There is no real contradiction. Liberals do not entertain human rights abuses regardless of how deeply rooted they are in the culture. Slavery, pederasty, child labor, circumcision and female subjugation, animal cruelty, many such practices are culturally acceptable.

An oppressive social model should not be tolerated, lest we end up in the so called paradox of tolerance. Because liberalism means fighting for freedom, supporting the right of everyone to live their lives as they see fit in the culture they choose - not the freedom to strip others of the same rights.


That's a perfectly fine, full-throated endorsement of Western values and I'm glad you are willing to take that position.

Just remember though that under this rubric, it's very likely that you and fellow liberals in Western societies are going to be sitting in judgment of other cultures to decide the meaning of the terms 'freedom' and 'rights' — even if people in those cultures disagree with your definitions, or if even if they decide that other things are more important to them than freedom.

That sounds like a very weak form of multiculturalism, one that only accepts other cultures only if they are already compatible with the value systems of the West—which basically presumes the inherent superiority of Western value systems over all others.

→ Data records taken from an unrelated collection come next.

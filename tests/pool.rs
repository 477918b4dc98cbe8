use fixed_pool::*;
use std::{
    cell::Cell,
    collections::HashSet,
    sync::{
        atomic::{AtomicUsize, Ordering},
        Arc,
    },
};

static_assertions::assert_impl_all!(Pool<Vec<u8>>: Send, Sync);
static_assertions::assert_impl_all!(ArcLease<Vec<u8>>: Send, Sync);
static_assertions::assert_impl_all!(CancelToken: Send, Sync, Clone);

#[derive(Debug, Default)]
struct Counter {
    value: usize,
    resets: usize,
}

impl Poolable for Counter {
    fn reset(&mut self) {
        self.value = 0;
        self.resets += 1;
    }
}

#[test]
fn test_new_calls_factory_capacity_times() {
    let calls = Cell::new(0);
    let pool = Pool::new(5, || {
        calls.set(calls.get() + 1);
        Counter::default()
    });
    assert_eq!(calls.get(), 5);
    assert_eq!(pool.capacity(), 5);
    assert_eq!(pool.available(), 5);
    assert_eq!(
        pool.status(),
        PoolStatus {
            capacity: 5,
            available: 5,
            checked_out: 0,
            waiting: 0,
        }
    );
}

#[test]
fn test_try_new_aborts_on_factory_failure() {
    let created = Arc::new(AtomicUsize::new(0));
    let dropped = Arc::new(AtomicUsize::new(0));

    struct Tracked(Arc<AtomicUsize>);
    impl Drop for Tracked {
        fn drop(&mut self) {
            self.0.fetch_add(1, Ordering::SeqCst);
        }
    }
    impl Poolable for Tracked {
        fn reset(&mut self) {}
    }

    let result = Pool::try_new(4, || {
        let n = created.fetch_add(1, Ordering::SeqCst);
        if n == 2 {
            Err("disk unavailable")
        } else {
            Ok(Tracked(dropped.clone()))
        }
    });

    let err = result.unwrap_err();
    assert_eq!(err.slot, 2);
    assert_eq!(err.capacity, 4);
    assert_eq!(err.into_source(), "disk unavailable");
    // The factory is not called again after the failure.
    assert_eq!(created.load(Ordering::SeqCst), 3);
    assert_eq!(dropped.load(Ordering::SeqCst), 2);
}

#[test]
fn test_create_error_message_and_source() {
    let err = Pool::<Counter>::try_new(3, || {
        Err(std::io::Error::new(std::io::ErrorKind::NotFound, "missing"))
    })
    .unwrap_err();
    assert_eq!(err.to_string(), "failed to create pooled object 0 of 3");
    let source = std::error::Error::source(&err).unwrap();
    assert_eq!(source.to_string(), "missing");
}

#[test]
fn test_from_config_uses_label() {
    let config = PoolConfig::new(2).with_label("counters");
    let pool = Pool::from_config(&config, Counter::default);
    assert_eq!(pool.label(), "counters");
    assert_eq!(pool.capacity(), 2);
}

#[test]
fn test_zero_capacity_is_valid() {
    let pool = Pool::new(0, Counter::default);
    assert_eq!(pool.capacity(), 0);
    assert!(pool.is_empty());
    assert!(pool.try_acquire().is_none());
}

#[test]
fn test_held_leases_are_distinct() {
    let pool = Pool::new(4, Counter::default);
    let leases: Vec<_> = (0..4).map(|_| pool.acquire().unwrap()).collect();
    let slots: HashSet<_> = leases.iter().map(|l| l.slot()).collect();
    assert_eq!(slots.len(), 4);
    assert!(pool.try_acquire().is_none());

    let status = pool.status();
    assert_eq!(status.checked_out, 4);
    assert_eq!(status.available, 0);
    drop(leases);
    assert_eq!(pool.status().checked_out, 0);
    assert_eq!(pool.available(), 4);
}

#[test]
fn test_invariant_holds_across_checkouts() {
    let pool = Pool::new(3, Counter::default);
    let mut held = Vec::new();
    for _ in 0..3 {
        held.push(pool.acquire().unwrap());
        let status = pool.status();
        assert_eq!(status.checked_out + status.available, status.capacity);
    }
    while let Some(lease) = held.pop() {
        drop(lease);
        let status = pool.status();
        assert_eq!(status.checked_out + status.available, status.capacity);
    }
}

#[test]
fn test_release_resets_before_reuse() {
    let pool = Pool::new(1, Counter::default);
    let mut lease = pool.acquire().unwrap();
    lease.value = 42;
    let slot = lease.slot();
    pool.release(lease).unwrap();

    let lease = pool.acquire().unwrap();
    assert_eq!(lease.slot(), slot);
    assert_eq!(lease.value, 0);
    assert_eq!(lease.resets, 1);
}

#[test]
fn test_fresh_objects_are_not_reset() {
    let pool = Pool::new(2, Counter::default);
    let lease = pool.acquire().unwrap();
    assert_eq!(lease.resets, 0);
}

#[test]
fn test_release_foreign_lease_is_rejected() {
    let home = Pool::new(1, Counter::default);
    let other = Pool::new(1, Counter::default);

    let mut lease = home.acquire().unwrap();
    lease.value = 7;
    let err = other.release(lease).unwrap_err();
    assert_eq!(
        err,
        PoolError::NotOwnedByPool {
            pool: other.id(),
            lease_pool: home.id(),
        }
    );

    // The lease went back to the pool that issued it, and nowhere else.
    assert_eq!(home.available(), 1);
    assert_eq!(other.available(), 1);
    assert_eq!(home.acquire().unwrap().value, 0);
}

#[test]
fn test_arc_lease() {
    let pool = Pool::new(2, Counter::default).to_rc();
    let mut lease = pool.clone().acquire_arc().unwrap();
    lease.value = 3;
    assert_eq!(lease.pool_id(), pool.id());
    assert_eq!(pool.available(), 1);

    let handle = std::thread::spawn(move || {
        assert_eq!(lease.value, 3);
        drop(lease);
    });
    handle.join().unwrap();
    assert_eq!(pool.available(), 2);
}

#[test]
fn test_release_arc_checks_owner() {
    let home = Pool::new(1, Counter::default).to_rc();
    let other = Pool::new(1, Counter::default);

    let lease = home.clone().try_acquire_arc().unwrap();
    assert!(matches!(
        other.release_arc(lease),
        Err(PoolError::NotOwnedByPool { .. })
    ));
    assert_eq!(home.available(), 1);

    let lease = home.clone().try_acquire_arc().unwrap();
    home.release_arc(lease).unwrap();
    assert_eq!(home.available(), 1);
}

#[test]
fn test_std_buffers_are_poolable() {
    let pool = Pool::new(1, || Vec::<u8>::with_capacity(1024));
    let mut buf = pool.acquire().unwrap();
    buf.extend_from_slice(b"payload");
    drop(buf);

    let buf = pool.acquire().unwrap();
    assert!(buf.is_empty());
    assert!(buf.capacity() >= 1024);
}

#[test]
fn test_closed_pool_refuses_acquire() {
    let pool = Pool::new(2, Counter::default);
    let lease = pool.acquire().unwrap();
    pool.close();
    assert!(pool.is_closed());
    assert_eq!(pool.acquire().unwrap_err(), PoolError::Closed);
    assert!(pool.try_acquire().is_none());

    // Outstanding leases still come home.
    drop(lease);
    assert_eq!(pool.available(), 2);
}

#[test]
fn test_error_retryability() {
    assert!(PoolError::Cancelled.is_retryable());
    assert!(PoolError::Timeout { waited_ms: 1 }.is_retryable());
    assert!(!PoolError::Closed.is_retryable());
    assert!(!PoolError::InvalidCapacity(-1).is_retryable());
}
use parking_lot::{Condvar, Mutex};
use std::{
    collections::VecDeque,
    fmt,
    sync::{
        atomic::{AtomicBool, Ordering},
        Arc, Weak,
    },
};

/// Bookkeeping for acquirers blocked on an empty pool.
///
/// Tickets are served in arrival order. The state never holds pooled
/// objects, so a [`CancelToken`] can wake waiters without knowing the
/// object type.
#[derive(Debug, Default)]
pub(crate) struct WaitState {
    waiters: VecDeque<u64>,
    next_ticket: u64,
    pub(crate) closed: bool,
}

impl WaitState {
    pub(crate) fn enqueue(&mut self) -> u64 {
        let ticket = self.next_ticket;
        self.next_ticket = self.next_ticket.wrapping_add(1);
        self.waiters.push_back(ticket);
        ticket
    }

    /// Removes a ticket that gave up waiting.
    pub(crate) fn dequeue(&mut self, ticket: u64) {
        if let Some(pos) = self.waiters.iter().position(|t| *t == ticket) {
            self.waiters.remove(pos);
        }
    }

    /// Pops the oldest waiter, which will receive the next released object.
    pub(crate) fn next_waiter(&mut self) -> Option<u64> {
        self.waiters.pop_front()
    }

    pub(crate) fn waiting(&self) -> usize {
        self.waiters.len()
    }
}

#[derive(Debug, Default)]
pub(crate) struct Signal {
    pub(crate) state: Mutex<WaitState>,
    pub(crate) cond: Condvar,
}

impl Signal {
    /// Wakes every waiter so it re-evaluates its exit conditions.
    ///
    /// Taking the lock orders the wakeup after any waiter that is between
    /// checking its conditions and going to sleep.
    pub(crate) fn interrupt(&self) {
        let _state = self.state.lock();
        self.cond.notify_all();
    }
}

/// A handle used to abort blocked acquires from another thread.
///
/// Pass it to [`Pool::acquire_cancellable`](crate::Pool::acquire_cancellable);
/// calling [`CancelToken::cancel`] makes every such call that is waiting, or
/// that starts later, fail with [`PoolError::Cancelled`](crate::PoolError::Cancelled).
/// Clones share the same cancellation state.
#[derive(Clone, Default)]
pub struct CancelToken {
    inner: Arc<TokenInner>,
}

#[derive(Default)]
struct TokenInner {
    cancelled: AtomicBool,
    listeners: Mutex<Vec<Weak<Signal>>>,
}

impl CancelToken {
    /// Creates a token that is not cancelled.
    pub fn new() -> Self {
        Self::default()
    }

    /// Cancels the token and wakes all acquirers waiting with it.
    ///
    /// Cancelling twice has no further effect.
    pub fn cancel(&self) {
        self.inner.cancelled.store(true, Ordering::SeqCst);
        let listeners = core::mem::take(&mut *self.inner.listeners.lock());
        for signal in listeners.iter().filter_map(Weak::upgrade) {
            signal.interrupt();
        }
    }

    /// Checks whether [`Self::cancel`] has been called.
    pub fn is_cancelled(&self) -> bool {
        self.inner.cancelled.load(Ordering::SeqCst)
    }

    /// Registers a pool's signal for the duration of a wait.
    pub(crate) fn listen(&self, signal: &Arc<Signal>) -> Listening<'_> {
        self.inner.listeners.lock().push(Arc::downgrade(signal));
        Listening {
            token: self,
            signal: Arc::downgrade(signal),
        }
    }
}

impl fmt::Debug for CancelToken {
    fn fmt(&self, f: &mut fmt::Formatter<'_>) -> fmt::Result {
        f.debug_struct("CancelToken")
            .field("cancelled", &self.is_cancelled())
            .finish()
    }
}

/// Unregisters the signal when the wait ends.
pub(crate) struct Listening<'a> {
    token: &'a CancelToken,
    signal: Weak<Signal>,
}

impl Drop for Listening<'_> {
    fn drop(&mut self) {
        let mut listeners = self.token.inner.listeners.lock();
        if let Some(pos) = listeners.iter().position(|s| s.ptr_eq(&self.signal)) {
            listeners.swap_remove(pos);
        }
    }
}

That also immediately leads to the question of what gives you the moral authority to judge other peoples and societies, and finding them wanting. When the West was Christian, that question was easy to answer—Christians have access to the true faith. I'm not sure what the answer would be today.


The dichotomy between "Western values" and alternate, "cultural" values is specious - unless we are talking about traditional, Judeo-Christian values that strongly clash with liberalism.

There is only one set of basic human rights for our species. Where I do agree with you is that recognition of those rights is a political problem, and we have no normative source, we must define them in multilateral treaties with respect to cultural norms. I also agree that the main ideological driver of that effort, the western philosophical tradition, probably has strong cultural biases that need to be recognized.

That being said, there is no concrete alternate philosophic tradition that makes an argument for pedophilia or gay repression - just backward places that prefer it that way. All cultures are not created equal, and if that makes me a very weak multiculturalist, so be it. There must be a point at which tolerance must cease and accept that yes, West has the moral upper hand on some subjects; otherwise the road of infinite moral relativism leads to hell: the inability to recognize and act against even the most barbaric abuses - for fear we might break some earthly version of the First directive.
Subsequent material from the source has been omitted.